Record extracts:
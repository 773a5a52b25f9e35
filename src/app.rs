use eframe::egui;

use crate::state::SessionState;
use crate::ui::{map, panels, table};

// ---------------------------------------------------------------------------
// eframe App implementation
// ---------------------------------------------------------------------------

pub struct SioutViewerApp {
    pub state: SessionState,
}

impl Default for SioutViewerApp {
    fn default() -> Self {
        Self {
            state: SessionState::default(),
        }
    }
}

impl eframe::App for SioutViewerApp {
    fn update(&mut self, ctx: &egui::Context, _frame: &mut eframe::Frame) {
        // ---- Top panel: menu bar ----
        egui::TopBottomPanel::top("top_bar").show(ctx, |ui| {
            panels::top_bar(ui, &mut self.state);
        });

        // ---- Left side panel: filters ----
        egui::SidePanel::left("filter_panel")
            .default_width(260.0)
            .resizable(true)
            .show(ctx, |ui| {
                panels::side_panel(ui, &mut self.state);
            });

        // ---- Central panel: table, pagination, map ----
        egui::CentralPanel::default().show(ctx, |ui| {
            if self.state.dataset.is_none() {
                ui.centered_and_justified(|ui| {
                    ui.heading("Abra um arquivo para visualizar os registros  (Arquivo → Abrir…)");
                });
                return;
            }

            egui::ScrollArea::vertical()
                .auto_shrink([false, false])
                .show(ui, |ui| {
                    table::table_view(ui, &mut self.state);
                    ui.add_space(4.0);
                    ui.horizontal(|ui| {
                        ui.add_space(ui.available_width() / 3.0);
                        table::pagination_controls(ui, &mut self.state);
                    });
                    ui.separator();
                    map::map_view(ui, &self.state);
                });
        });
    }
}
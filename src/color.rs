use eframe::egui::Color32;
use serde::Serialize;

// ---------------------------------------------------------------------------
// Status classification (map marker colors)
// ---------------------------------------------------------------------------

/// Category a record falls into for map coloring, from the two status
/// columns. Declared in precedence order.
#[derive(Debug, Clone, Copy, PartialEq, Eq, Serialize)]
pub enum StatusCategory {
    Discarded,
    FullyCompatible,
    PartiallyCompatible,
    GeoOnly,
    Incompatible,
    SelectedForValidation,
    Unclassified,
}

/// Which status column a rule inspects.
#[derive(Debug, Clone, Copy)]
enum StatusField {
    Cadastro,
    Comparacao,
}

/// Ordered rule table, evaluated top-down with first match winning. A record
/// that is both discarded and fully compatible classifies as discarded;
/// swapping any two rows changes that outcome, so the order is load-bearing.
const PRIORITY: &[(StatusField, &str, StatusCategory)] = &[
    (StatusField::Cadastro, "descartado", StatusCategory::Discarded),
    (
        StatusField::Comparacao,
        "totalmente compatível",
        StatusCategory::FullyCompatible,
    ),
    (
        StatusField::Comparacao,
        "compatível parcialmente",
        StatusCategory::PartiallyCompatible,
    ),
    (
        StatusField::Comparacao,
        "compatível apenas geograficamente",
        StatusCategory::GeoOnly,
    ),
    (
        StatusField::Comparacao,
        "incompatível",
        StatusCategory::Incompatible,
    ),
    (
        StatusField::Cadastro,
        "selecionado para validação",
        StatusCategory::SelectedForValidation,
    ),
];

/// Classify a record by its two status fields (lowercased substring match).
pub fn classify(status_cadastro: &str, status_comparacao: &str) -> StatusCategory {
    let cadastro = status_cadastro.to_lowercase();
    let comparacao = status_comparacao.to_lowercase();
    for (field, needle, category) in PRIORITY {
        let haystack = match field {
            StatusField::Cadastro => &cadastro,
            StatusField::Comparacao => &comparacao,
        };
        if haystack.contains(needle) {
            return *category;
        }
    }
    StatusCategory::Unclassified
}

impl StatusCategory {
    /// Legend order (matches precedence, unclassified last).
    pub const ALL: [StatusCategory; 7] = [
        StatusCategory::Discarded,
        StatusCategory::FullyCompatible,
        StatusCategory::PartiallyCompatible,
        StatusCategory::GeoOnly,
        StatusCategory::Incompatible,
        StatusCategory::SelectedForValidation,
        StatusCategory::Unclassified,
    ];

    pub fn color(self) -> Color32 {
        match self {
            StatusCategory::Discarded => Color32::from_rgb(0xDC, 0x14, 0x3C),
            StatusCategory::FullyCompatible => Color32::from_rgb(0x28, 0xA7, 0x45),
            StatusCategory::PartiallyCompatible => Color32::from_rgb(0xFF, 0xC1, 0x07),
            StatusCategory::GeoOnly => Color32::from_rgb(0xFF, 0x8C, 0x00),
            StatusCategory::Incompatible => Color32::from_rgb(0x8B, 0x00, 0x00),
            StatusCategory::SelectedForValidation => Color32::from_rgb(0x00, 0x7B, 0xFF),
            StatusCategory::Unclassified => Color32::from_rgb(0x80, 0x80, 0x80),
        }
    }

    pub fn label(self) -> &'static str {
        match self {
            StatusCategory::Discarded => "Descartado",
            StatusCategory::FullyCompatible => "Totalmente compatível",
            StatusCategory::PartiallyCompatible => "Parcialmente compatível",
            StatusCategory::GeoOnly => "Compatível geograficamente",
            StatusCategory::Incompatible => "Incompatível",
            StatusCategory::SelectedForValidation => "Selecionado para validação",
            StatusCategory::Unclassified => "Sem classificação",
        }
    }
}

// ---------------------------------------------------------------------------
// Table cell tinting
// ---------------------------------------------------------------------------

/// Background/foreground tint for a status cell in the table, a coarser
/// green/yellow/red scheme than the map categories. `None` leaves the cell
/// unstyled.
pub fn cell_tint(value: &str) -> Option<(Color32, Color32)> {
    let v = value.to_lowercase();
    if v.is_empty() {
        return None;
    }
    if v.contains("totalmente compatível")
        || v.contains("selecionado")
        || v.contains("compatível com polígono")
    {
        // green
        Some((
            Color32::from_rgb(0xD4, 0xED, 0xDA),
            Color32::from_rgb(0x15, 0x57, 0x24),
        ))
    } else if v.contains("parcialmente") || v.contains("apenas geograficamente") {
        // yellow
        Some((
            Color32::from_rgb(0xFF, 0xF3, 0xCD),
            Color32::from_rgb(0x85, 0x64, 0x04),
        ))
    } else if v.contains("incompatível") || v.contains("descartado") {
        // red
        Some((
            Color32::from_rgb(0xF8, 0xD7, 0xDA),
            Color32::from_rgb(0x72, 0x1C, 0x24),
        ))
    } else {
        None
    }
}

#[cfg(test)]
mod tests {
    use super::*;

    #[test]
    fn discard_takes_precedence_over_fully_compatible() {
        let category = classify("descartado por duplicidade", "totalmente compatível");
        assert_eq!(category, StatusCategory::Discarded);
        assert_eq!(category.color(), Color32::from_rgb(0xDC, 0x14, 0x3C));
    }

    #[test]
    fn comparison_rules_fire_in_declared_order() {
        assert_eq!(
            classify("Selecionado para validação", "Totalmente compatível"),
            StatusCategory::FullyCompatible
        );
        assert_eq!(
            classify("Selecionado para validação", "Compatível parcialmente"),
            StatusCategory::PartiallyCompatible
        );
        assert_eq!(
            classify(
                "Selecionado para validação",
                "Compatível apenas geograficamente"
            ),
            StatusCategory::GeoOnly
        );
        assert_eq!(
            classify("Selecionado para validação", "Incompatível"),
            StatusCategory::Incompatible
        );
    }

    #[test]
    fn selected_applies_when_no_comparison_matches() {
        assert_eq!(
            classify("Selecionado para validação", "Não aplicado"),
            StatusCategory::SelectedForValidation
        );
    }

    #[test]
    fn unknown_statuses_are_unclassified() {
        assert_eq!(classify("", ""), StatusCategory::Unclassified);
        assert_eq!(
            classify("qualquer coisa", "outra coisa"),
            StatusCategory::Unclassified
        );
    }

    #[test]
    fn matching_ignores_case() {
        assert_eq!(
            classify("DESCARTADO POR HIERARQUIA", ""),
            StatusCategory::Discarded
        );
    }

    #[test]
    fn incompatible_does_not_shadow_fully_compatible() {
        // "totalmente compatível" must hit rule 2 before the "incompatível"
        // substring rule ever runs
        assert_eq!(
            classify("", "totalmente compatível"),
            StatusCategory::FullyCompatible
        );
    }

    #[test]
    fn cell_tint_classes() {
        assert!(cell_tint("Totalmente compatível").is_some());
        assert!(cell_tint("Compatível parcialmente").is_some());
        assert!(cell_tint("Descartado por duplicidade").is_some());
        assert_eq!(cell_tint("Não aplicado"), None);
        assert_eq!(cell_tint(""), None);

        let (green_bg, _) = cell_tint("Selecionado para validação").unwrap();
        assert_eq!(green_bg, Color32::from_rgb(0xD4, 0xED, 0xDA));
        let (red_bg, _) = cell_tint("Incompatível").unwrap();
        assert_eq!(red_bg, Color32::from_rgb(0xF8, 0xD7, 0xDA));
    }
}
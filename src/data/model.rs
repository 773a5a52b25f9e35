use std::collections::BTreeMap;
use std::fmt;

use chrono::NaiveDate;

// ---------------------------------------------------------------------------
// Schema constants
// ---------------------------------------------------------------------------

// Column names are fixed by the source table and matched exactly,
// accents included.
pub const COL_CODE: &str = "CÓDIGO SNISB";
pub const COL_DATE: &str = "DATA DO CADASTRO";
pub const COL_STATUS_CADASTRO: &str = "SITUACAO_CADASTRO_SNISB";
pub const COL_STATUS_MASSA: &str = "SITUACAO_MASSA_DAGUA";
pub const COL_STATUS_COMPARACAO: &str = "SITUACAO_COMPARACAO_SIOUT";
pub const COL_GEOMETRY: &str = "PONTO_GEO";

/// Columns that get a dropdown filter in the UI (in display order).
pub const FILTER_COLUMNS: [&str; 4] = [
    COL_STATUS_CADASTRO,
    COL_STATUS_MASSA,
    COL_STATUS_COMPARACAO,
    COL_CODE,
];

// ---------------------------------------------------------------------------
// CellValue – a single cell of the table
// ---------------------------------------------------------------------------

/// A dynamically-typed cell value mirroring what the source spreadsheet holds.
#[derive(Debug, Clone, PartialEq)]
pub enum CellValue {
    Text(String),
    Int(i64),
    Float(f64),
    Bool(bool),
    Date(NaiveDate),
    Empty,
}

impl fmt::Display for CellValue {
    fn fmt(&self, f: &mut fmt::Formatter<'_>) -> fmt::Result {
        match self {
            CellValue::Text(s) => write!(f, "{s}"),
            CellValue::Int(i) => write!(f, "{i}"),
            CellValue::Float(v) => write!(f, "{v}"),
            CellValue::Bool(b) => write!(f, "{b}"),
            CellValue::Date(d) => write!(f, "{}", d.format("%d/%m/%Y")),
            CellValue::Empty => Ok(()),
        }
    }
}

impl CellValue {
    /// Canonical serialized form shared by every export format
    /// (ISO-8601 dates, plain numbers).
    pub fn export_str(&self) -> String {
        match self {
            CellValue::Date(d) => d.format("%Y-%m-%d").to_string(),
            other => other.to_string(),
        }
    }

    pub fn as_date(&self) -> Option<NaiveDate> {
        match self {
            CellValue::Date(d) => Some(*d),
            _ => None,
        }
    }

    pub fn is_empty(&self) -> bool {
        matches!(self, CellValue::Empty)
    }
}

// ---------------------------------------------------------------------------
// Record – one row of the table
// ---------------------------------------------------------------------------

/// A single dam registration (one row of the source table). Cells are
/// positionally aligned with [`DamDataset::columns`].
#[derive(Debug, Clone, PartialEq)]
pub struct Record {
    pub cells: Vec<CellValue>,
}

impl Record {
    pub fn new(cells: Vec<CellValue>) -> Self {
        Record { cells }
    }
}

// ---------------------------------------------------------------------------
// DamDataset – the complete loaded table
// ---------------------------------------------------------------------------

/// The full parsed table with indices computed once at load time.
#[derive(Debug, Clone)]
pub struct DamDataset {
    /// Ordered column names (the header row).
    pub columns: Vec<String>,
    /// All registrations, in file order.
    pub rows: Vec<Record>,
    /// column name → position in `columns`.
    index: BTreeMap<String, usize>,
    /// Sorted unique non-empty values per filterable column (dropdown options).
    pub unique_values: BTreeMap<String, Vec<String>>,
    /// Observed [min, max] of the cadastral date column, if any cell parsed.
    pub date_bounds: Option<(NaiveDate, NaiveDate)>,
}

impl DamDataset {
    /// Build a dataset from a header and raw rows. Rows are padded or
    /// truncated to the header width so every record shares the schema,
    /// then the cadastral date column is normalized in place.
    pub fn from_rows(columns: Vec<String>, mut rows: Vec<Record>) -> Self {
        let width = columns.len();
        for row in &mut rows {
            row.cells.resize(width, CellValue::Empty);
        }

        let index: BTreeMap<String, usize> = columns
            .iter()
            .enumerate()
            .map(|(i, name)| (name.clone(), i))
            .collect();

        if let Some(&date_idx) = index.get(COL_DATE) {
            for row in &mut rows {
                normalize_date_cell(&mut row.cells[date_idx]);
            }
        }

        let mut dataset = DamDataset {
            columns,
            rows,
            index,
            unique_values: BTreeMap::new(),
            date_bounds: None,
        };
        dataset.rebuild_caches();
        dataset
    }

    fn rebuild_caches(&mut self) {
        let unique_values: BTreeMap<String, Vec<String>> = FILTER_COLUMNS
            .iter()
            .filter_map(|&col| {
                let idx = self.column_index(col)?;
                let mut values: Vec<String> = self
                    .rows
                    .iter()
                    .map(|r| &r.cells[idx])
                    .filter(|c| !c.is_empty())
                    .map(|c| c.to_string())
                    .collect();
                values.sort();
                values.dedup();
                Some((col.to_string(), values))
            })
            .collect();
        self.unique_values = unique_values;

        let date_bounds = self.column_index(COL_DATE).and_then(|idx| {
            let mut dates = self.rows.iter().filter_map(|r| r.cells[idx].as_date());
            let first = dates.next()?;
            let (min, max) = dates.fold((first, first), |(lo, hi), d| (lo.min(d), hi.max(d)));
            Some((min, max))
        });
        self.date_bounds = date_bounds;
    }

    pub fn column_index(&self, name: &str) -> Option<usize> {
        self.index.get(name).copied()
    }

    /// Cell at (row, column name); `None` when the column does not exist.
    pub fn value(&self, row: usize, column: &str) -> Option<&CellValue> {
        let idx = self.column_index(column)?;
        self.rows.get(row).map(|r| &r.cells[idx])
    }

    /// Stringified cell, empty string for missing column or empty cell.
    pub fn display_value(&self, row: usize, column: &str) -> String {
        self.value(row, column)
            .map(|c| c.to_string())
            .unwrap_or_default()
    }

    pub fn len(&self) -> usize {
        self.rows.len()
    }

    pub fn is_empty(&self) -> bool {
        self.rows.is_empty()
    }
}

// ---------------------------------------------------------------------------
// Date normalization
// ---------------------------------------------------------------------------

/// Coerce a cadastral-date cell to [`CellValue::Date`] where it parses.
/// Cells that do not parse keep their original value; running this twice
/// changes nothing.
fn normalize_date_cell(cell: &mut CellValue) {
    if let CellValue::Text(s) = cell {
        if let Some(date) = parse_date_str(s) {
            *cell = CellValue::Date(date);
        }
    }
}

/// Parse the date spellings seen in the source table.
pub fn parse_date_str(s: &str) -> Option<NaiveDate> {
    let s = s.trim();
    if s.is_empty() {
        return None;
    }
    for format in ["%Y-%m-%d", "%d/%m/%Y"] {
        if let Ok(d) = NaiveDate::parse_from_str(s, format) {
            return Some(d);
        }
    }
    for format in ["%Y-%m-%d %H:%M:%S", "%Y-%m-%dT%H:%M:%S"] {
        if let Ok(dt) = chrono::NaiveDateTime::parse_from_str(s, format) {
            return Some(dt.date());
        }
    }
    None
}

#[cfg(test)]
mod tests {
    use super::*;

    fn text(s: &str) -> CellValue {
        CellValue::Text(s.to_string())
    }

    fn dataset_with_dates(dates: &[&str]) -> DamDataset {
        let columns = vec![COL_CODE.to_string(), COL_DATE.to_string()];
        let rows = dates
            .iter()
            .enumerate()
            .map(|(i, d)| Record::new(vec![text(&format!("C{i}")), text(d)]))
            .collect();
        DamDataset::from_rows(columns, rows)
    }

    #[test]
    fn date_column_is_normalized_at_load() {
        let ds = dataset_with_dates(&["2021-03-05", "07/11/2020", "sem data"]);
        assert_eq!(
            ds.value(0, COL_DATE).unwrap().as_date(),
            NaiveDate::from_ymd_opt(2021, 3, 5)
        );
        assert_eq!(
            ds.value(1, COL_DATE).unwrap().as_date(),
            NaiveDate::from_ymd_opt(2020, 11, 7)
        );
        // Unparsable cell keeps its original value
        assert_eq!(ds.value(2, COL_DATE), Some(&text("sem data")));
    }

    #[test]
    fn normalization_is_idempotent() {
        let ds = dataset_with_dates(&["2021-03-05", "oops"]);
        let again = DamDataset::from_rows(ds.columns.clone(), ds.rows.clone());
        assert_eq!(again.rows, ds.rows);
        assert_eq!(again.date_bounds, ds.date_bounds);
    }

    #[test]
    fn date_bounds_span_parsed_cells_only() {
        let ds = dataset_with_dates(&["2022-06-01", "lixo", "2019-01-15", "2020-12-31"]);
        assert_eq!(
            ds.date_bounds,
            Some((
                NaiveDate::from_ymd_opt(2019, 1, 15).unwrap(),
                NaiveDate::from_ymd_opt(2022, 6, 1).unwrap(),
            ))
        );
    }

    #[test]
    fn short_rows_are_padded_to_schema_width() {
        let columns = vec!["a".to_string(), "b".to_string(), "c".to_string()];
        let rows = vec![Record::new(vec![text("1")])];
        let ds = DamDataset::from_rows(columns, rows);
        assert_eq!(ds.rows[0].cells.len(), 3);
        assert_eq!(ds.rows[0].cells[2], CellValue::Empty);
    }

    #[test]
    fn unique_values_are_sorted_and_deduped() {
        let columns = vec![COL_STATUS_CADASTRO.to_string()];
        let rows = vec![
            Record::new(vec![text("b")]),
            Record::new(vec![text("a")]),
            Record::new(vec![text("b")]),
            Record::new(vec![CellValue::Empty]),
        ];
        let ds = DamDataset::from_rows(columns, rows);
        assert_eq!(
            ds.unique_values.get(COL_STATUS_CADASTRO).unwrap(),
            &vec!["a".to_string(), "b".to_string()]
        );
    }

    #[test]
    fn export_str_uses_iso_dates() {
        let cell = CellValue::Date(NaiveDate::from_ymd_opt(2021, 3, 5).unwrap());
        assert_eq!(cell.export_str(), "2021-03-05");
        assert_eq!(cell.to_string(), "05/03/2021");
    }
}
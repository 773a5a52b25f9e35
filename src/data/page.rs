use std::ops::Range;

use super::ConfigError;

/// Rows shown per table page.
pub const PAGE_SIZE: usize = 50;

// ---------------------------------------------------------------------------
// Page – one slice of the filtered set
// ---------------------------------------------------------------------------

/// A resolved page over a filtered row count. `number` is already clamped to
/// `[1, total_pages]`; the caller should store it back as the next requested
/// page.
#[derive(Debug, Clone, Copy, PartialEq, Eq)]
pub struct Page {
    pub number: usize,
    pub size: usize,
    pub total_pages: usize,
    pub total_rows: usize,
}

impl Page {
    /// Index range of this page within the filtered set. Empty when there
    /// are no rows.
    pub fn range(&self) -> Range<usize> {
        let start = (self.number - 1) * self.size;
        let end = (start + self.size).min(self.total_rows);
        start.min(end)..end
    }
}

/// Resolve `requested_page` against the filtered row count.
///
/// An empty filtered set still yields one (empty) page, so the controls
/// always have something to point at.
pub fn paginate(
    total_rows: usize,
    page_size: usize,
    requested_page: usize,
) -> Result<Page, ConfigError> {
    if page_size == 0 {
        return Err(ConfigError::InvalidPageSize(page_size));
    }
    let total_pages = total_rows.div_ceil(page_size).max(1);
    Ok(Page {
        number: requested_page.clamp(1, total_pages),
        size: page_size,
        total_pages,
        total_rows,
    })
}

// ---------------------------------------------------------------------------
// Visible page window – the numbers shown in the pagination controls
// ---------------------------------------------------------------------------

#[derive(Debug, Clone, Copy, PartialEq, Eq)]
pub enum PageToken {
    Page(usize),
    Ellipsis,
}

/// Compact page list for the controls: page 1, up to two pages either side
/// of the current one, the last page, and a single ellipsis over each gap.
pub fn visible_pages(current: usize, total_pages: usize) -> Vec<PageToken> {
    let mut tokens = vec![PageToken::Page(1)];

    let window_start = current.saturating_sub(2).max(2);
    let window_end = (current + 2).min(total_pages.saturating_sub(1));

    if window_start > 2 {
        tokens.push(PageToken::Ellipsis);
    }
    for page in window_start..=window_end {
        tokens.push(PageToken::Page(page));
    }
    if window_end + 1 < total_pages {
        tokens.push(PageToken::Ellipsis);
    }
    if total_pages > 1 {
        tokens.push(PageToken::Page(total_pages));
    }

    tokens
}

Exercise objective: Once you find the line with "the pagination controls" above, print it and every line after it up to and including the line with "tokens.push(PageToken::Page(total_pages));", exactly as written and nothing else.

Response to this task:
// Visible page window – the numbers shown in the pagination controls
// ---------------------------------------------------------------------------

#[derive(Debug, Clone, Copy, PartialEq, Eq)]
pub enum PageToken {
    Page(usize),
    Ellipsis,
}

/// Compact page list for the controls: page 1, up to two pages either side
/// of the current one, the last page, and a single ellipsis over each gap.
pub fn visible_pages(current: usize, total_pages: usize) -> Vec<PageToken> {
    let mut tokens = vec![PageToken::Page(1)];

    let window_start = current.saturating_sub(2).max(2);
    let window_end = (current + 2).min(total_pages.saturating_sub(1));

    if window_start > 2 {
        tokens.push(PageToken::Ellipsis);
    }
    for page in window_start..=window_end {
        tokens.push(PageToken::Page(page));
    }
    if window_end + 1 < total_pages {
        tokens.push(PageToken::Ellipsis);
    }
    if total_pages > 1 {
        tokens.push(PageToken::Page(total_pages));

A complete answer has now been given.